We wrongly bring into conflict the Theatre of text and the Theatre of body. The text is literature, but not the human voice that twists it. The word is a movement, by the grip of breath which precedes it and by the expiration which presses it to come out. I like reminding myself that in the Elizabethan theatre, it was the intensity of the verb, the extraordinary characters of the characters and the physical commitment of the actors that galvanised the crowd.

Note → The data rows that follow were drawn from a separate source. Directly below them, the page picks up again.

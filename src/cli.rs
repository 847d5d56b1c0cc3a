// src/cli.rs
use clap::{Parser, Subcommand};

use portfolio_client::portfolio::domain::locale::LocaleCode;

/// portfolio - view published portfolios and manage your own
#[derive(Debug, Parser)]
#[command(name = "portfolio")]
#[command(author, version, about, long_about = None)]
pub struct Cli {
    /// Content locale (en or vi); defaults to PORTFOLIO_LOCALE
    #[arg(short, long, global = true, value_parser = parse_locale)]
    pub locale: Option<LocaleCode>,

    #[command(subcommand)]
    pub command: Command,
}

#[derive(Debug, Subcommand)]
pub enum Command {
    /// Print a published portfolio
    View {
        /// Slug, `/p/:slug` path, `?slug=` query or full share URL
        target: Option<String>,
    },

    /// Sign in and remember the token
    Login { email: String, password: String },

    /// Create an account and sign in
    Register {
        email: String,
        password: String,
        confirm_password: String,
    },

    /// Forget the stored token
    Logout,

    /// Print your own portfolio and its share link
    Me {
        /// Origin used to build the share link
        #[arg(long, default_value = "http://localhost:3000")]
        origin: String,
    },
}

fn parse_locale(value: &str) -> Result<LocaleCode, String> {
    value.parse::<LocaleCode>().map_err(|e| e.to_string())
}

/// Turns a bare slug into a share path; anything that already looks like a
/// location is passed through.
pub fn location_for(target: Option<&str>) -> String {
    match target.map(str::trim) {
        None | Some("") => "/".to_string(),
        Some(t) if t.contains('/') || t.contains('?') => t.to_string(),
        Some(slug) => format!("/p/{}", slug),
    }
}

#[cfg(test)]
mod tests {
    use super::*;
    use clap::CommandFactory;

    #[test]
    fn test_cli_name() {
        assert_eq!(Cli::command().get_name(), "portfolio");
    }

    #[test]
    fn test_parse_view_with_locale() {
        let cli = Cli::try_parse_from(["portfolio", "view", "jane", "--locale", "vi"]).unwrap();

        assert_eq!(cli.locale, Some(LocaleCode::Vi));
        assert!(matches!(cli.command, Command::View { target: Some(ref t) } if t == "jane"));
    }

    #[test]
    fn test_unknown_locale_is_rejected() {
        assert!(Cli::try_parse_from(["portfolio", "--locale", "fr", "logout"]).is_err());
    }

    #[test]
    fn test_location_for() {
        assert_eq!(location_for(None), "/");
        assert_eq!(location_for(Some("jane")), "/p/jane");
        assert_eq!(location_for(Some("/?slug=bob")), "/?slug=bob");
        assert_eq!(
            location_for(Some("https://example.com/p/jane")),
            "https://example.com/p/jane"
        );
    }
}
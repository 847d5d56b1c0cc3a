pub mod edit_session;
pub mod view_portfolio;

pub use edit_session::{EditBuffer, EditSession, SaveError};
pub use view_portfolio::{fetch_published, LoadError, LoadOutcome, PortfolioViewer, ViewState};
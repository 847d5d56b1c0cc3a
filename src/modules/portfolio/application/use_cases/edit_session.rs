use std::sync::Arc;

use tracing::{info, warn};

use crate::portfolio::application::editor::{add_tags, remove_tag, LocaleEditor};
use crate::portfolio::application::merge::normalize_portfolio;
use crate::portfolio::application::ports::outgoing::PortfolioApi;
use crate::portfolio::application::submission::{
    build_submission, CreateOrUpdatePayload, TopLevelFields,
};
use crate::portfolio::domain::defaults::default_document;
use crate::portfolio::domain::entities::{LocaleDocument, Portfolio, PortfolioRecord};
use crate::portfolio::domain::locale::LocaleCode;
use crate::portfolio::domain::slug::share_url;
use crate::shared::api::ApiError;
use crate::shared::validation::ValidationErrors;

// ====================== Save Error =============================
#[derive(Debug, Clone, PartialEq, Eq, thiserror::Error)]
pub enum SaveError {
    #[error("Please fix the highlighted fields ({0})")]
    Validation(#[from] ValidationErrors),

    #[error("No existing portfolio to update")]
    NoExistingPortfolio,

    #[error("This account already has a portfolio")]
    PortfolioAlreadyExists,

    #[error(transparent)]
    Api(#[from] ApiError),
}

// ====================== Edit Buffer =============================
/// Local working copy of everything the form can change.
#[derive(Debug, Clone, PartialEq)]
pub struct EditBuffer {
    pub fields: TopLevelFields,
    pub en: LocaleDocument,
    pub vi: LocaleDocument,
}

impl EditBuffer {
    /// Buffer for an owner who has no portfolio yet.
    pub fn blank() -> Self {
        Self {
            fields: TopLevelFields::default(),
            en: default_document(LocaleCode::En),
            vi: default_document(LocaleCode::Vi),
        }
    }

    pub fn from_portfolio(portfolio: &Portfolio) -> Self {
        Self {
            fields: TopLevelFields::from_portfolio(portfolio),
            en: portfolio.locales.en.clone(),
            vi: portfolio.locales.vi.clone(),
        }
    }

    pub fn document(&self, locale: LocaleCode) -> &LocaleDocument {
        match locale {
            LocaleCode::En => &self.en,
            LocaleCode::Vi => &self.vi,
        }
    }

    fn document_mut(&mut self, locale: LocaleCode) -> &mut LocaleDocument {
        match locale {
            LocaleCode::En => &mut self.en,
            LocaleCode::Vi => &mut self.vi,
        }
    }
}

// ====================== Edit Session =============================
/// An owner editing their own portfolio.
///
/// Holds two copies: the last saved aggregate and the buffer the editors
/// mutate. Only a successful save or create replaces both.
pub struct EditSession {
    api: Arc<dyn PortfolioApi>,
    token: String,
    saved: Option<Portfolio>,
    buffer: EditBuffer,
}

impl EditSession {
    /// Loads the owner's portfolio, or starts from the defaults when there is none.
    pub async fn open(
        api: Arc<dyn PortfolioApi>,
        token: impl Into<String>,
    ) -> Result<Self, ApiError> {
        let token = token.into();
        let saved = api.fetch_mine(&token, None).await?.map(normalize_portfolio);

        match &saved {
            Some(portfolio) => info!(slug = portfolio.slug.as_str(), "Editing existing portfolio"),
            None => info!("No portfolio yet, starting from defaults"),
        }

        let buffer = saved
            .as_ref()
            .map(EditBuffer::from_portfolio)
            .unwrap_or_else(EditBuffer::blank);

        Ok(Self {
            api,
            token,
            saved,
            buffer,
        })
    }

    pub fn saved(&self) -> Option<&Portfolio> {
        self.saved.as_ref()
    }

    pub fn buffer(&self) -> &EditBuffer {
        &self.buffer
    }

    pub fn fields_mut(&mut self) -> &mut TopLevelFields {
        &mut self.buffer.fields
    }

    pub fn editor(&mut self, locale: LocaleCode) -> LocaleEditor<'_> {
        LocaleEditor::new(locale, self.buffer.document_mut(locale))
    }

    pub fn add_skills(&mut self, input: &str) {
        self.buffer.fields.skills = add_tags(&self.buffer.fields.skills, input);
    }

    pub fn remove_skill(&mut self, index: usize) -> bool {
        match remove_tag(&self.buffer.fields.skills, index) {
            Ok(next) => {
                self.buffer.fields.skills = next;
                true
            }
            Err(err) => {
                warn!(error = %err, "Ignoring skill removal");
                false
            }
        }
    }

    /// `true` when the buffer differs from what was last saved.
    pub fn is_dirty(&self) -> bool {
        match &self.saved {
            Some(portfolio) => self.buffer != EditBuffer::from_portfolio(portfolio),
            None => self.buffer != EditBuffer::blank(),
        }
    }

    pub fn submission(&self) -> Result<CreateOrUpdatePayload, ValidationErrors> {
        build_submission(&self.buffer.fields, &self.buffer.en, &self.buffer.vi)
    }

    /// Sends the buffer as an update of the existing portfolio.
    pub async fn save(&mut self) -> Result<&Portfolio, SaveError> {
        let payload = self.submission()?;
        let id = match &self.saved {
            Some(portfolio) => portfolio.id.clone(),
            None => return Err(SaveError::NoExistingPortfolio),
        };

        let record = self
            .api
            .update(&self.token, &id, &payload)
            .await
            .inspect_err(|err| warn!(id = id.as_str(), error = %err, "Portfolio update failed"))?;

        info!(id = id.as_str(), slug = payload.slug.as_str(), "Portfolio updated");
        Ok(self.commit(record))
    }

    /// Creates the owner's first portfolio from the buffer.
    pub async fn create(&mut self) -> Result<&Portfolio, SaveError> {
        if self.saved.is_some() {
            return Err(SaveError::PortfolioAlreadyExists);
        }
        let payload = self.submission()?;

        let record = self
            .api
            .create(&self.token, &payload)
            .await
            .inspect_err(|err| warn!(error = %err, "Portfolio create failed"))?;

        info!(slug = payload.slug.as_str(), "Portfolio created");
        Ok(self.commit(record))
    }

    /// Drops every unsaved change.
    pub fn discard(&mut self) {
        self.buffer = match &self.saved {
            Some(portfolio) => EditBuffer::from_portfolio(portfolio),
            None => EditBuffer::blank(),
        };
    }

    /// Public link of the saved portfolio.
    pub fn share_url(&self, origin: &str) -> Option<String> {
        self.saved
            .as_ref()
            .filter(|portfolio| !portfolio.slug.is_empty())
            .map(|portfolio| share_url(origin, &portfolio.slug))
    }

    fn commit(&mut self, record: PortfolioRecord) -> &Portfolio {
        let portfolio = normalize_portfolio(record);
        self.buffer = EditBuffer::from_portfolio(&portfolio);
        self.saved.insert(portfolio)
    }
}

Academicism, radical postures, stereotypical game codes, character composition, false lyricism, disembodiment, gossip, sentimentality... All these stumbling blocks, sometimes contradictory, are nevertheless a matter of the same consensus, almost unanimously adopted on our scenes: the actor, today, wants to speak as in life or "as in the theatre", or as a T.V presenter or as a cartoon dubber, acting-out the sense and explaining its text - or its sub-text…
Since Antonin Artaud and his "emotional athleticism", since Carmelo Bene and his "acting machine", few directors have been interested in the actor as a “musical potentiality ", sharp and dissonant, vibrating and detached; from trivial to incantatory.
In 2002, I gathered a group of comedians from my generation which saw the birth of the Company of the Dramaticules (Les Dramaticules). From then on, I wished to question the notions of performance and representation by holding a critical perspective of the play. I like the fact that in the same show, there is a cohabitation of live tradition and experiment, grandiloquence and the most trivial realism, satiric mockery and vibrating tribute, classic tragedy and hoax. My choices of repertoire and creation are always guided by the desire to open up the genres, knock down codes and dispute the notion of format. Questions of sacred and politics cross all my shows. The man crushed by his devils is my favourite hero.